**WORK TO BE COMPLETED:**
Read through the data, and wherever a line holds the word "body", write that line out.

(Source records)
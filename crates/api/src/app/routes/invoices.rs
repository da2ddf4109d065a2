use std::sync::Arc;

use axum::{
    extract::{rejection::JsonRejection, rejection::QueryRejection, Extension, Path, Query},
    http::StatusCode,
    response::IntoResponse,
    routing::{get, post},
    Json, Router,
};

use feeledger_billing::{InvoiceId, InvoicePatch};
use feeledger_infra::projections::InvoiceFilter;
use feeledger_infra::services::GenerateInvoices;

use crate::app::{dto, errors};
use crate::app::routes::payments;
use crate::app::services::AppServices;
use crate::context::{billing_context, ActorContext, TenantContext};

pub fn router() -> Router {
    Router::new()
        .route("/", get(list_invoices))
        .route("/generate", post(generate_invoices))
        .route("/:id", get(get_invoice).patch(update_invoice))
        .route("/:id/cancel", post(cancel_invoice))
        .route("/:id/finalize", post(finalize_invoice))
        .route(
            "/:id/payments",
            post(payments::record_payment).get(payments::list_payments),
        )
        .route("/:id/payments/:payment_id/void", post(payments::void_payment))
}

pub async fn generate_invoices(
    Extension(services): Extension<Arc<AppServices>>,
    Extension(tenant): Extension<TenantContext>,
    Extension(actor): Extension<ActorContext>,
    body: Result<Json<dto::GenerateInvoicesRequest>, JsonRejection>,
) -> axum::response::Response {
    let Json(body) = match body {
        Ok(b) => b,
        Err(e) => return errors::json_rejection(e),
    };
    let ctx = billing_context(tenant, actor);
    let request = GenerateInvoices::from(body);

    match services
        .run(move |engine| engine.generate_invoices(&ctx, &request))
        .await
    {
        Ok(outcome) => (StatusCode::OK, Json(outcome)).into_response(),
        Err(resp) => resp,
    }
}

pub async fn list_invoices(
    Extension(services): Extension<Arc<AppServices>>,
    Extension(tenant): Extension<TenantContext>,
    Extension(actor): Extension<ActorContext>,
    query: Result<Query<dto::InvoiceListQuery>, QueryRejection>,
) -> axum::response::Response {
    let Query(query) = match query {
        Ok(q) => q,
        Err(e) => return errors::query_rejection(e),
    };
    let ctx = billing_context(tenant, actor);
    let filter = InvoiceFilter::from(query);

    match services
        .run(move |engine| Ok(engine.list_invoices(&ctx, &filter)))
        .await
    {
        Ok(items) => (StatusCode::OK, Json(serde_json::json!({ "items": items }))).into_response(),
        Err(resp) => resp,
    }
}

pub async fn get_invoice(
    Extension(services): Extension<Arc<AppServices>>,
    Extension(tenant): Extension<TenantContext>,
    Extension(actor): Extension<ActorContext>,
    Path(id): Path<String>,
) -> axum::response::Response {
    let invoice_id: InvoiceId = match errors::parse_id(&id, "invoice id") {
        Ok(v) => v,
        Err(resp) => return resp,
    };
    let ctx = billing_context(tenant, actor);

    match services
        .run(move |engine| engine.get_invoice(&ctx, invoice_id))
        .await
    {
        Ok(rm) => (StatusCode::OK, Json(rm)).into_response(),
        Err(resp) => resp,
    }
}

pub async fn update_invoice(
    Extension(services): Extension<Arc<AppServices>>,
    Extension(tenant): Extension<TenantContext>,
    Extension(actor): Extension<ActorContext>,
    Path(id): Path<String>,
    body: Result<Json<InvoicePatch>, JsonRejection>,
) -> axum::response::Response {
    let invoice_id: InvoiceId = match errors::parse_id(&id, "invoice id") {
        Ok(v) => v,
        Err(resp) => return resp,
    };
    let Json(patch) = match body {
        Ok(b) => b,
        Err(e) => return errors::json_rejection(e),
    };
    let ctx = billing_context(tenant, actor);

    match services
        .run(move |engine| engine.update_invoice(&ctx, invoice_id, patch))
        .await
    {
        Ok(rm) => (StatusCode::OK, Json(rm)).into_response(),
        Err(resp) => resp,
    }
}

pub async fn cancel_invoice(
    Extension(services): Extension<Arc<AppServices>>,
    Extension(tenant): Extension<TenantContext>,
    Extension(actor): Extension<ActorContext>,
    Path(id): Path<String>,
    body: Option<Json<dto::CancelInvoiceRequest>>,
) -> axum::response::Response {
    let invoice_id: InvoiceId = match errors::parse_id(&id, "invoice id") {
        Ok(v) => v,
        Err(resp) => return resp,
    };
    let reason = body.and_then(|Json(b)| b.reason);
    let ctx = billing_context(tenant, actor);

    match services
        .run(move |engine| engine.cancel_invoice(&ctx, invoice_id, reason))
        .await
    {
        Ok(rm) => (StatusCode::OK, Json(rm)).into_response(),
        Err(resp) => resp,
    }
}

pub async fn finalize_invoice(
    Extension(services): Extension<Arc<AppServices>>,
    Extension(tenant): Extension<TenantContext>,
    Extension(actor): Extension<ActorContext>,
    Path(id): Path<String>,
) -> axum::response::Response {
    let invoice_id: InvoiceId = match errors::parse_id(&id, "invoice id") {
        Ok(v) => v,
        Err(resp) => return resp,
    };
    let ctx = billing_context(tenant, actor);

    match services
        .run(move |engine| engine.finalize_invoice(&ctx, invoice_id))
        .await
    {
        Ok(rm) => (StatusCode::OK, Json(rm)).into_response(),
        Err(resp) => resp,
    }
}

**YOUR RESPONSE:**
    body: Result<Json<dto::GenerateInvoicesRequest>, JsonRejection>,
    let Json(body) = match body {
    let request = GenerateInvoices::from(body);
    body: Result<Json<InvoicePatch>, JsonRejection>,
    let Json(patch) = match body {
    body: Option<Json<dto::CancelInvoiceRequest>>,
    let reason = body.and_then(|Json(b)| b.reason);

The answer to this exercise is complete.